Large Dog with a Murmur and/or Arrhythmia and Respiratory Distress
The important question for management is whether the dog has CHF, and this can be based predominantly on physical examination (tachypnoea ± crackles/absent breath sounds ventrally; ascites with jugular distension) and thoracic radiographs. However, identification of LA enlargement by echo can support a clinical suspicion of CHF, and pleural effusion can be imaged directly. A 24-hour Holter ECG may be useful for longer term management if arrhythmias are present.

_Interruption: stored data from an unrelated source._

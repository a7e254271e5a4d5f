//! In-process record store backend
//!
//! Used by the test suite and selectable from config for local development.
//! Record ids are ULIDs, so listing in id order matches insertion order
//! closely enough for a development backend (ordering is unspecified by the
//! store contract either way).

#![cfg(any(test, feature = "mock-store"))]

use async_trait::async_trait;
use dashmap::DashMap;
use ulid::Ulid;

use super::{FieldEq, Fields, RawRecord, RecordStore, StoreError};

#[derive(Default)]
pub struct MemoryStore {
    tables: DashMap<String, DashMap<String, Fields>>,
}

impl MemoryStore {
    pub fn new() -> Self {
        Self::default()
    }

    fn table(&self, name: &str) -> dashmap::mapref::one::Ref<'_, String, DashMap<String, Fields>> {
        self.tables.entry(name.to_string()).or_default().downgrade()
    }
}

#[async_trait]
impl RecordStore for MemoryStore {
    async fn find(&self, table: &str, id: &str) -> Result<RawRecord, StoreError> {
        let table = self.table(table);
        let fields = table.get(id).ok_or(StoreError::NotFound)?;
        Ok(RawRecord {
            id: id.to_string(),
            fields: fields.clone(),
        })
    }

    async fn list(
        &self,
        table: &str,
        filter: Option<&FieldEq>,
    ) -> Result<Vec<RawRecord>, StoreError> {
        let table = self.table(table);
        let mut records: Vec<RawRecord> = table
            .iter()
            .filter(|entry| match filter {
                Some(eq) => entry
                    .value()
                    .get(eq.field)
                    .and_then(|v| v.as_str())
                    .is_some_and(|v| v == eq.value),
                None => true,
            })
            .map(|entry| RawRecord {
                id: entry.key().clone(),
                fields: entry.value().clone(),
            })
            .collect();
        records.sort_by(|a, b| a.id.cmp(&b.id));
        Ok(records)
    }

    async fn create(&self, table: &str, fields: Fields) -> Result<RawRecord, StoreError> {
        let id = Ulid::new().to_string();
        self.table(table).insert(id.clone(), fields.clone());
        Ok(RawRecord { id, fields })
    }

    async fn update(
        &self,
        table: &str,
        id: &str,
        fields: Fields,
    ) -> Result<RawRecord, StoreError> {
        let table = self.table(table);
        let mut existing = table.get_mut(id).ok_or(StoreError::NotFound)?;
        for (key, value) in fields {
            existing.insert(key, value);
        }
        Ok(RawRecord {
            id: id.to_string(),
            fields: existing.clone(),
        })
    }

    async fn destroy(&self, table: &str, id: &str) -> Result<(), StoreError> {
        self.table(table)
            .remove(id)
            .map(|_| ())
            .ok_or(StoreError::NotFound)
    }
}

#[cfg(test)]
mod tests {
    use super::*;
    use serde_json::json;

    fn fields(value: serde_json::Value) -> Fields {
        match value {
            serde_json::Value::Object(map) => map,
            _ => unreachable!(),
        }
    }

    #[tokio::test]
    async fn create_then_find_round_trips() {
        let store = MemoryStore::new();
        let created = store
            .create("Products", fields(json!({"name": "Widget", "price": 9.99})))
            .await
            .unwrap();

        let found = store.find("Products", &created.id).await.unwrap();
        assert_eq!(found.fields["name"], json!("Widget"));
    }

    #[tokio::test]
    async fn update_merges_fields() {
        let store = MemoryStore::new();
        let created = store
            .create("Products", fields(json!({"name": "Widget", "price": 9.99})))
            .await
            .unwrap();

        let updated = store
            .update("Products", &created.id, fields(json!({"price": 12.5})))
            .await
            .unwrap();

        assert_eq!(updated.fields["name"], json!("Widget"));
        assert_eq!(updated.fields["price"], json!(12.5));
    }

    #[tokio::test]
    async fn list_applies_field_equality_filter() {
        let store = MemoryStore::new();
        store
            .create("Orders", fields(json!({"buyerId": "b1"})))
            .await
            .unwrap();
        store
            .create("Orders", fields(json!({"buyerId": "b2"})))
            .await
            .unwrap();

        let matching = store
            .list("Orders", Some(&FieldEq::new("buyerId", "b1")))
            .await
            .unwrap();
        assert_eq!(matching.len(), 1);

        let all = store.list("Orders", None).await.unwrap();
        assert_eq!(all.len(), 2);
    }

    #[tokio::test]
    async fn destroy_is_not_repeatable() {
        let store = MemoryStore::new();
        let created = store.create("Products", Fields::new()).await.unwrap();

        store.destroy("Products", &created.id).await.unwrap();
        assert!(matches!(
            store.destroy("Products", &created.id).await,
            Err(StoreError::NotFound)
        ));
        assert!(matches!(
            store.find("Products", &created.id).await,
            Err(StoreError::NotFound)
        ));
    }
}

Dogs with Ascites, or Hypotensive Dogs with Weakness
Pericardial effusions are easily missed. Auscultation may be normal or heart sounds may be quiet, but cardiac tamponade is likely to result in a moderate tachycardia with pulses that wax and wane with respiration. Jugular distension is one of the most useful physical exam findings with pericardial effusions. If suspected, pericardial effusions can be imaged with ultrasound, though sometimes it can be challenging to differentiate pericardial from pleural effusions (thoracic radiographs will do this more easily).
Sinus bradycardia is rarely associated with primary cardiac disease, and an echo is not likely to be very helpful.
An ECG is essential to identify the arrhythmia, and choice of subsequent tests depends on whether pacemaker implantation is being considered.
Again, the most important test is an ECG. Irregular tachyarrhythmias are most likely to be atrial fibrillation, which is usually associated with structural heart disease. Regular tachyarrhythmias should be managed differently, whether they are caused by ventricular tachycardia (VT) or supraventricular tachycardia (SVT). Dogs with VT will benefit from an echo to look for structural heart disease, as this is managed differently from VT due to non-cardiac disease. Uncontrolled SVT can cause a DCM phenotype, but this can be reversible if managed appropriately. Identifying the type of SVT is challenging, as is medical management.
A Puppy with a Murmur
A murmur in a puppy may be an innocent functional murmur, or it may be caused by life-threatening congenital heart disease. Quiet, brief murmurs are more likely to be innocent, whereas loud, long murmurs are more likely to indicate congenital disease (especially a continuous murmur, which indicates a patent ductus arteriosus, which can be corrected).
There is no one single test that is the best test for all dogs with heart disease, but a good physical examination is vital in all cases to help refine the clinical question.
1. Oyama MA. Using cardiac biomarkers in veterinary practice. Vet Clin North Am Small Anim Pract. 2013;43:1261–1272.
2. Atkins C, Bonagura J, Ettinger S, et al. Guidelines for the diagnosis and treatment of canine chronic valvular heart disease. J Vet Intern Med. 2009;23:1142–1150.